## [Exercise aim]
Print this span of the material below exactly: the line with "return Vec::new();", the line with "frequency).sin().abs() * amplitude.abs())", and every line between them, but nothing else.

## [Information provided]

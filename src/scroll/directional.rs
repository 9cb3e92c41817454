use crate::scroll::coordinator::Direction;

/// A pair of parameter sets, one per scroll direction.
///
/// Backward scrolling typically gets the more pronounced variant (faster parallax, overshoot
/// eases, reversed stagger).
#[derive(Clone, Copy, Debug, Default, PartialEq, serde::Serialize, serde::Deserialize)]
pub struct Directional<T> {
    /// Used when scrolling down, and before any movement.
    pub down: T,
    /// Used when scrolling up.
    pub up: T,
}

impl<T> Directional<T> {
    /// Build from both variants.
    pub const fn new(down: T, up: T) -> Self {
        Self { down, up }
    }

    /// Variant for `direction`; [`Direction::None`] selects `down`.
    pub fn select(&self, direction: Direction) -> &T {
        match direction {
            Direction::Up => &self.up,
            Direction::Down | Direction::None => &self.down,
        }
    }

    /// Apply `f` to both variants.
    pub fn map<U>(self, mut f: impl FnMut(T) -> U) -> Directional<U> {
        Directional {
            down: f(self.down),
            up: f(self.up),
        }
    }
}

impl<T: Clone> Directional<T> {
    /// Same value in both directions.
    pub fn symmetric(value: T) -> Self {
        Self {
            down: value.clone(),
            up: value,
        }
    }
}
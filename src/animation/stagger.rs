use crate::animation::ease::Ease;
use crate::animation::proc::Rng64;
use crate::foundation::error::{ScrollfxError, ScrollfxResult};

/// Where a stagger starts propagating from.
#[derive(Clone, Copy, Debug, PartialEq, serde::Serialize, serde::Deserialize)]
#[serde(rename_all = "snake_case")]
pub enum StaggerFrom {
    /// First target moves first.
    Start,
    /// Last target moves first (used for the reversed re-reveal on upward scroll).
    End,
    /// Middle targets move first.
    Center,
    /// Outermost targets move first.
    Edges,
    /// Shuffled order (seeded).
    Random,
    /// Distance from a specific index.
    Index(usize),
    /// `|sin(i * frequency)| * amplitude` seconds per target, ignoring the amount.
    Wave {
        /// Angular step between consecutive targets.
        frequency: f64,
        /// Peak delay in seconds.
        amplitude: f64,
    },
}

/// How the stagger amount is interpreted.
#[derive(Clone, Copy, Debug, PartialEq, serde::Serialize, serde::Deserialize)]
#[serde(rename_all = "snake_case")]
pub enum StaggerAmount {
    /// Seconds between adjacent targets.
    Each(f64),
    /// Seconds split across all targets.
    Total(f64),
}

/// Delay distribution across the targets of one tween.
#[derive(Clone, Copy, Debug, PartialEq, serde::Serialize, serde::Deserialize)]
pub struct Stagger {
    /// Spacing between targets.
    pub amount: StaggerAmount,
    /// Propagation origin.
    pub from: StaggerFrom,
    /// Ease applied to the normalized distance before scaling.
    pub ease: Ease,
    /// Seed for [`StaggerFrom::Random`].
    pub seed: u64,
}

impl Stagger {
    /// Fixed spacing of `secs` between adjacent targets.
    pub fn each(secs: f64) -> Self {
        Self {
            amount: StaggerAmount::Each(secs),
            from: StaggerFrom::Start,
            ease: Ease::Linear,
            seed: 0,
        }
    }

    /// `secs` split across all targets.
    pub fn total(secs: f64) -> Self {
        Self {
            amount: StaggerAmount::Total(secs),
            ..Self::each(0.0)
        }
    }

    /// Sine-wave delays (`|sin(i * frequency)| * amplitude`).
    pub fn wave(frequency: f64, amplitude: f64) -> Self {
        Self {
            from: StaggerFrom::Wave {
                frequency,
                amplitude,
            },
            ..Self::each(0.0)
        }
    }

    /// Set the propagation origin.
    pub fn from(mut self, from: StaggerFrom) -> Self {
        self.from = from;
        self
    }

    /// Set the distribution ease.
    pub fn ease(mut self, ease: Ease) -> Self {
        self.ease = ease;
        self
    }

    /// Set the seed used by random ordering.
    pub fn seed(mut self, seed: u64) -> Self {
        self.seed = seed;
        self
    }

    /// Reject negative or non-finite amounts.
    pub fn validate(&self) -> ScrollfxResult<()> {
        let v = match self.amount {
            StaggerAmount::Each(v) | StaggerAmount::Total(v) => v,
        };
        if !v.is_finite() || v < 0.0 {
            return Err(ScrollfxError::animation(
                "stagger amount must be finite and >= 0",
            ));
        }
        if let StaggerFrom::Wave { amplitude, .. } = self.from {
            if !amplitude.is_finite() {
                return Err(ScrollfxError::animation("stagger wave amplitude must be finite"));
            }
        }
        Ok(())
    }

    /// Per-target start delays in seconds for `count` targets.
    pub fn delays(&self, count: usize) -> Vec<f64> {
        if count == 0 {
            return Vec::new();
        }

        if let StaggerFrom::Wave {
            frequency,
            amplitude,
        } = self.from
        {
            return (0..count)
                .map(|i| ((i as f64) * frequency).sin().abs() * amplitude.abs())
                .collect();
        }

        let last = (count - 1) as f64;
        let mid = last / 2.0;
        let distances: Vec<f64> = match self.from {
            StaggerFrom::Start => (0..count).map(|i| i as f64).collect(),
            StaggerFrom::End => (0..count).map(|i| last - i as f64).collect(),
            StaggerFrom::Center => (0..count).map(|i| (i as f64 - mid).abs()).collect(),
            StaggerFrom::Edges => (0..count).map(|i| mid - (i as f64 - mid).abs()).collect(),
            StaggerFrom::Index(k) => (0..count).map(|i| (i as f64 - k as f64).abs()).collect(),
            StaggerFrom::Random => {
                let mut order: Vec<usize> = (0..count).collect();
                Rng64::new(self.seed).shuffle(&mut order);
                order.into_iter().map(|d| d as f64).collect()
            }
            StaggerFrom::Wave { .. } => unreachable!("handled above"),
        };

        let max = distances.iter().copied().fold(0.0_f64, f64::max);
        if max <= 0.0 {
            return vec![0.0; count];
        }

        let total = match self.amount {
            StaggerAmount::Each(each) => each * max,
            StaggerAmount::Total(total) => total,
        };

        distances
            .into_iter()
            .map(|d| (self.ease.apply(d / max) * total).max(0.0))
            .collect()
    }

    /// Largest delay produced for `count` targets.
    pub fn span(&self, count: usize) -> f64 {
        self.delays(count).into_iter().fold(0.0, f64::max)
    }
}

/// Named distributions the site uses for grids and card rows.
#[derive(Clone, Copy, Debug, PartialEq, Eq, serde::Serialize, serde::Deserialize)]
#[serde(rename_all = "snake_case")]
pub enum StaggerPreset {
    /// From the middle, `back.out(1.7)`.
    Center,
    /// From the edges, `back.out(2)`.
    Edges,
    /// From the first target, `power2.out`.
    Start,
    /// From the last target, `power2.out`.
    End,
    /// Shuffled, `power3.out`.
    Random,
}

impl StaggerPreset {
    /// Build the preset with `each` seconds between adjacent targets.
    pub fn with_each(self, each: f64) -> Stagger {
        let (from, ease) = match self {
            Self::Center => (StaggerFrom::Center, Ease::OutBack { overshoot: 1.7 }),
            Self::Edges => (StaggerFrom::Edges, Ease::OutBack { overshoot: 2.0 }),
            Self::Start => (StaggerFrom::Start, Ease::OutCubic),
            Self::End => (StaggerFrom::End, Ease::OutCubic),
            Self::Random => (StaggerFrom::Random, Ease::OutQuart),
        };
        Stagger::each(each).from(from).ease(ease)
    }
}

#[cfg(test)]
#[path = "../../tests/unit/animation/stagger.rs"]
mod tests;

## [Finished exercise]
            return Vec::new();
        }

        if let StaggerFrom::Wave {
            frequency,
            amplitude,
        } = self.from
        {
            return (0..count)
                .map(|i| ((i as f64) * frequency).sin().abs() * amplitude.abs())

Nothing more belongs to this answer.